我正在尝试构建一个刮板程序,将所有瑞典国会议员放入具有多列的.csv文件中。
我设法获得了姓名列表,如下所示。我在将字符串分成姓氏,名字和聚会的问题,然后用这三列写入.csv文件时遇到问题,我该怎么办?
代码:
source = urllib.request.urlopen("https://www.riksdagen.se/sv/ledamoter-
partier/").read()
soup = bs.BeautifulSoup(source, "lxml")
names = soup.find_all("span", {"class": "fellow-name"})
for span in soup.find_all("span", {"class": "fellow-name"}):
cleanednames = span.text.strip()
print(cleanednames)
输出:
Acketoft, Tina (L)
Adaktusson, Lars (KD)
Ahlberg, Ann-Christin (S)
Akhondi, Alireza (C)
Ali-Elmi, Leila (MP)
Alm Ericson, Janine (MP)
...
答案 0 :(得分:0)
这是一个使用pandas库编写csv的代码段。从每个同伴姓名范围中,我们提取姓氏,名字和聚会,并将这三个字符串作为列表追加到列表中。然后,我们将该列表列表转换为pandas数据框,并将其写入csv。
import urllib
import bs4 as bs
import pandas as pd
source = urllib.request.urlopen("https://www.riksdagen.se/sv/ledamoter-partier/").read()
soup = bs.BeautifulSoup(source, "lxml")
names = soup.find_all("span", {"class": "fellow-name"})
list_of_mps = []
for span in soup.find_all("span", {"class": "fellow-name"}):
cleanednames = span.text.strip()
split_name = cleanednames.split(',')
last_name = split_name[0]
first_name_and_party=split_name[1].strip()
first_name=' '.join(first_name_and_party.split(' ')[:-1])
party=first_name_and_party.split(' ')[-1]
list_of_mps.append([last_name,first_name,party])

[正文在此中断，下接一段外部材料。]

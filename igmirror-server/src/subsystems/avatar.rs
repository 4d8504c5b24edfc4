//! Avatar refresh with content-hash change detection.
//!
//! The remote image is downloaded and hashed. The stored asset is only
//! replaced when the digests differ; after a write, only the profile's asset
//! pointer is updated.

use igmirror_core::assets::sha256_hex;
use igmirror_core::JobReport;
use uuid::Uuid;

use super::download::{fetch_bytes, DOWNLOAD_TIMEOUT};
use super::SyncError;
use crate::context::SyncContext;

/// What happened to the stored avatar.
#[derive(Debug, Clone, PartialEq, Eq)]
pub enum AvatarChange {
    /// The profile has no URL to fetch from.
    NoSource,
    Unchanged,
    Updated {
        old_hash: Option<String>,
        new_hash: String,
    },
}

pub async fn refresh_avatar(ctx: &SyncContext, profile_id: Uuid) -> Result<AvatarChange, SyncError> {
    let profile = ctx
        .profiles
        .get_profile(profile_id)
        .await?
        .ok_or(SyncError::NotFound)?;

    if profile.original_profile_picture_url.is_empty() {
        tracing::info!(username = %profile.username, "No original profile picture URL");
        return Ok(AvatarChange::NoSource);
    }

    let downloaded = fetch_bytes(&ctx.http, &profile.original_profile_picture_url, DOWNLOAD_TIMEOUT)
        .await?;
    let new_hash = sha256_hex(&downloaded.bytes);

    let mut old_hash = None;
    if let Some(path) = profile.profile_picture.as_deref().filter(|p| !p.is_empty()) {
        match ctx.assets.read(path).await {
            Ok(existing) => old_hash = Some(sha256_hex(&existing)),
            Err(e) => tracing::warn!(
                username = %profile.username,
                path,
                error = %e,
                "Could not read existing profile picture"
            ),
        }
    }

    if old_hash.as_deref() == Some(new_hash.as_str()) {
        tracing::info!(username = %profile.username, "Profile picture unchanged");
        return Ok(AvatarChange::Unchanged);
    }

    let path = profile.avatar_asset_path();
    ctx.assets.write(&path, downloaded.bytes).await?;
    ctx.profiles.set_avatar_path(profile.id, &path).await?;

    tracing::info!(username = %profile.username, path = %path, "Profile picture updated");
    Ok(AvatarChange::Updated { old_hash, new_hash })
}

/// Terminal report for a finished refresh.
pub fn report(change: AvatarChange, attempts: u32) -> JobReport {
    match change {
        AvatarChange::NoSource => JobReport::err("No original profile picture URL", attempts),
        AvatarChange::Unchanged => JobReport::ok("No changes detected", attempts),
        AvatarChange::Updated { old_hash, new_hash } => {
            JobReport::ok("Profile picture updated", attempts)
                .with("old_hash", old_hash)
                .with("new_hash", new_hash)
        }
    }
}

#[cfg(test)]
mod tests {
    use super::*;

    #[test]
    fn test_report_shapes() {
        let r = report(AvatarChange::Unchanged, 1).to_json();
        assert_eq!(r["success"], true);
        assert_eq!(r["message"], "No changes detected");

        let r = report(
            AvatarChange::Updated {
                old_hash: None,
                new_hash: "ab".into(),
            },
            2,
        )
        .to_json();
        assert_eq!(r["message"], "Profile picture updated");
        assert!(r["old_hash"].is_null());
        assert_eq!(r["new_hash"], "ab");
        assert_eq!(r["attempts"], 2);

        let r = report(AvatarChange::NoSource, 1).to_json();
        assert_eq!(r["success"], false);
        assert_eq!(r["error"], "No original profile picture URL");
    }
}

pd.DataFrame(list_of_mps,columns = ['last_name','first_name','party']).to_csv('names_parties')
答案 1 :(得分:0)
使用显示的输出,可以将其循环添加到csv文件中。
选择一个空列表,并将字段附加到列表中,而不是打印。参见下面的示例。
data = []
for span in soup.find_all("span", {"class": "fellow-name"}):
cleanednames = span.text.strip()
data.append(cleanednames) #fields are appended to list rather printing
现在有了列表,您可以提取last_name
,first_name
和party
并将其写入csv文件。参见下面的示例以写入csv。
with open("result.csv", "w") as stream:
feildnames = ["Last_Name","First_Name","Party"]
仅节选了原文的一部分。